Thursday, September 01, 2005

Bridges were unbuilt, and trouble coming.

At Greenhearth was a fine site for a dam
And easy power, had they pushed the rail
Some stations nearer. They ignored his wires:
The bridges were unbuilt and trouble coming.

--- W.H. Auden, 1928

        The horrendous flooding of New Orleans is raising many questions that need to be answered. The most obvious is why. Clearly, this was bound to happen. Perhaps preventing the actual breach of the levees would have been impossible, as working on them could potentially temporarily weaken them, a dangerous concession in a densely populated metropolis. It seems plain that if the flood cannot be prevented, at least the damage and resultant loss of life could be mitigated by a well coordinated evacuation, rescue and cleanup plan. Officials are copping the argument that no one could have predicted the severity of this disaster. Since under that assumption it would be impossible for anyone to fathom the extent of this catastrophe, no one can really be held accountable for not doing so. Unfortunately for the politicians and the stranded citizens of New Orleans, that isn't really the case.
        Not only was there clear warning about the impending potential disaster, there is easily accessible data on the gravity of the situation. Dr. Ivor L. van Heerden of the LUS Hurricane center published a paper titled Coastal Land Loss: Hurricanes and New Orleans in 2004. Using supercomputing to create simulations and collect data, vanHeerden and his team came up with this portentous discovery:
        Recent research reveals that a slow moving Category 3 hurricane, or stronger, could cause levee overtopping and complete flooding of New Orleans, with the West Bank even more susceptible. Floodwaters would have residence times of weeks. The resultant mix of sewage, corpses and chemicals in these standing flood waters would set the stage for massive disease outbreaks and prolonged chemical exposure. Estimates are that 300,000 persons would be trapped and 700,000 would be homeless; thousands could perish.

*For the complete .pdf of this paper (all 17 pages) check here. For a summary of this article, check out this link to the LSU Research Newsletter.

        A lot of money was spent attempting to predict the damage of a flood situation. People were aware that this would happen.

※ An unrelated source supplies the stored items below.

//! Token type shared by the lexer, the merger and the parser.
//!
//! ## Notes
//! - Kinds come from `camel_core::lang::kinds::SyntaxKind`; a token never stores its text, only its range.
//! - A composite token (quote literal, heredoc body, ...) keeps the primitive tokens it was merged from in `parts`.

use camel_core::lang::kinds::SyntaxKind;
use rowan::{TextRange, TextSize};

/// A token with its kind and source range.
#[derive(Debug, Clone, PartialEq, Eq, Hash)]
pub struct Token {
    pub kind: SyntaxKind,
    pub range: TextRange,
    /// Primitive tokens of a composite token; empty for primitive tokens.
    pub parts: Vec<Token>,
}

impl Token {
    /// Construct a primitive token.
    pub fn new(kind: SyntaxKind, range: TextRange) -> Self {
        Self {
            kind,
            range,
            parts: Vec::new(),
        }
    }

    /// Construct a composite token spanning `parts`, which must be contiguous and non-empty.
    pub fn composite(kind: SyntaxKind, parts: Vec<Token>) -> Self {
        let start = parts.first().map_or(TextSize::from(0), |t| t.range.start());
        let end = parts.last().map_or(start, |t| t.range.end());
        Self {
            kind,
            range: TextRange::new(start, end),
            parts,
        }
    }

    pub fn is_composite(&self) -> bool {
        !self.parts.is_empty()
    }

    /// Source text of the token.
    pub fn text<'s>(&self, source: &'s str) -> &'s str {
        &source[self.range]
    }

    /// The primitive tokens this token covers: itself, or its parts.
    pub fn primitives(&self) -> impl Iterator<Item = &Token> {
        let own = if self.parts.is_empty() { Some(self) } else { None };
        own.into_iter().chain(self.parts.iter())
    }
}

/// Build a range from byte offsets.
pub(crate) fn text_range(start: usize, end: usize) -> TextRange {
    TextRange::new(text_size(start), text_size(end))
}

pub(crate) fn text_size(offset: usize) -> TextSize {
    TextSize::from(u32::try_from(offset).unwrap_or(u32::MAX))
}

#[cfg(test)]
mod tests {
    use super::*;

    #[test]
    fn test_composite_spans_parts() {
        let parts = vec![
            Token::new(SyntaxKind::QuoteDoubleOpen, text_range(2, 3)),
            Token::new(SyntaxKind::StringContentQq, text_range(3, 6)),
            Token::new(SyntaxKind::QuoteClose, text_range(6, 7)),
        ];
        let token = Token::composite(SyntaxKind::StringDq, parts);
        assert_eq!(token.range, text_range(2, 7));
        assert!(token.is_composite());
        assert_eq!(token.primitives().count(), 3);
        assert_eq!(token.text("x=\"abc\";"), "\"abc\"");
    }

    #[test]
    fn test_primitive_yields_itself() {
        let token = Token::new(SyntaxKind::Semicolon, text_range(0, 1));
        let kinds: Vec<_> = token.primitives().map(|t| t.kind).collect();
        assert_eq!(kinds, vec![SyntaxKind::Semicolon]);
    }
}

Why then was there not a sufficient infrastructure in place to help get the people out? Why did some not know how dangerous failing to evacuate could be? The University of New Orleans released a study in which up to 60% of New Orleans residents said they would not be scared of a flood, and would not evacuate for a Category 3 hurricane. Furthermore they found that the people who did evacuate for previous hurricanes such as Lili and Georges did not go far enough to escape the danger. A neat little summary of that study can be found here.

        The persistance of many citizens is apparent, especially in blog entries prior to storm such as this chilling entry, dated July 08, 2005 on why this writer will not be evacuating for any subsequent storms:
I will admit that I said similar things when Ivan was on its way, then proceeded to evacuate, but this time I'm serious. I'm not leaving. Not. Leaving. Nagin can go on TV and talk about body bags being delivered and try to scare the living shit out of the city, but I'll take my chances.

        Even with the intentional stubborness in regards to evacuating, the people who are really at risk are the ones who could not evacuate. Watch fifteen seconds of any news channel right now and you will notice one unifying factor. Almost every single person on the screen (except for Wolf Blitzer) is black and poor. It is now Thursday. This began almost five full days ago. The obvious excuse made by officials for the lack of representation around the SuperDome, Convention Center and flood areas is that they could not have anticipated this, and that it takes time to mobilize a response. Unfortunately, there is no more time. People are going to continue to die at exponential rates. Decomposition will further ensnare rescue attempts as the plethora of diseases like cholera and typhoid fever begin to develop.

        When looking at the demographic of the stranded citizens, it is easy to make several generalizations. An overwhelming percentage (98% according to someone recently interviewed on CNN) of the remaining people are black. Many of them are ill, many are elderly, and most could not afford to evacuate. One obvious initial objection would be to question whether if these people were white suburban Old Metairie types would they still be stranded inside the SuperDome or Convention Center. The problem with that objection is that it fails to acknowledge that the reason these people aren't white suburbanites is because those types of people were able to flee. If a city orders an evacuation, especially a city with such a great potential for natural disaster, the city should do everything to help everyone who feasibly can to evacuate. Certainly there are people who must, for whatever reason, stay behind. Not only emergency personnel, police and doctors but the very ill and otherwise immobile people might not be able to escape, but certainly many more could have been transported out than were.
        The next question to raise is why, given that these officers and EMT and such remained behind are they not able to mobilize more effectively. Today I saw that a man was arrested for stealing a car and attempting to drive himself, a female, and four children out of the city. The man was stopped by officers, removed from the car, and handcuffed. For what conceivable reason are officers wasting time preventing people from leaving by whatever means possible? the Chief of Police needs to reprioritize their operating procedures and stop focusing on thefts and instead work on rescue, recovery and containing the armed gangs that are now patrolling Border Town New Orleans.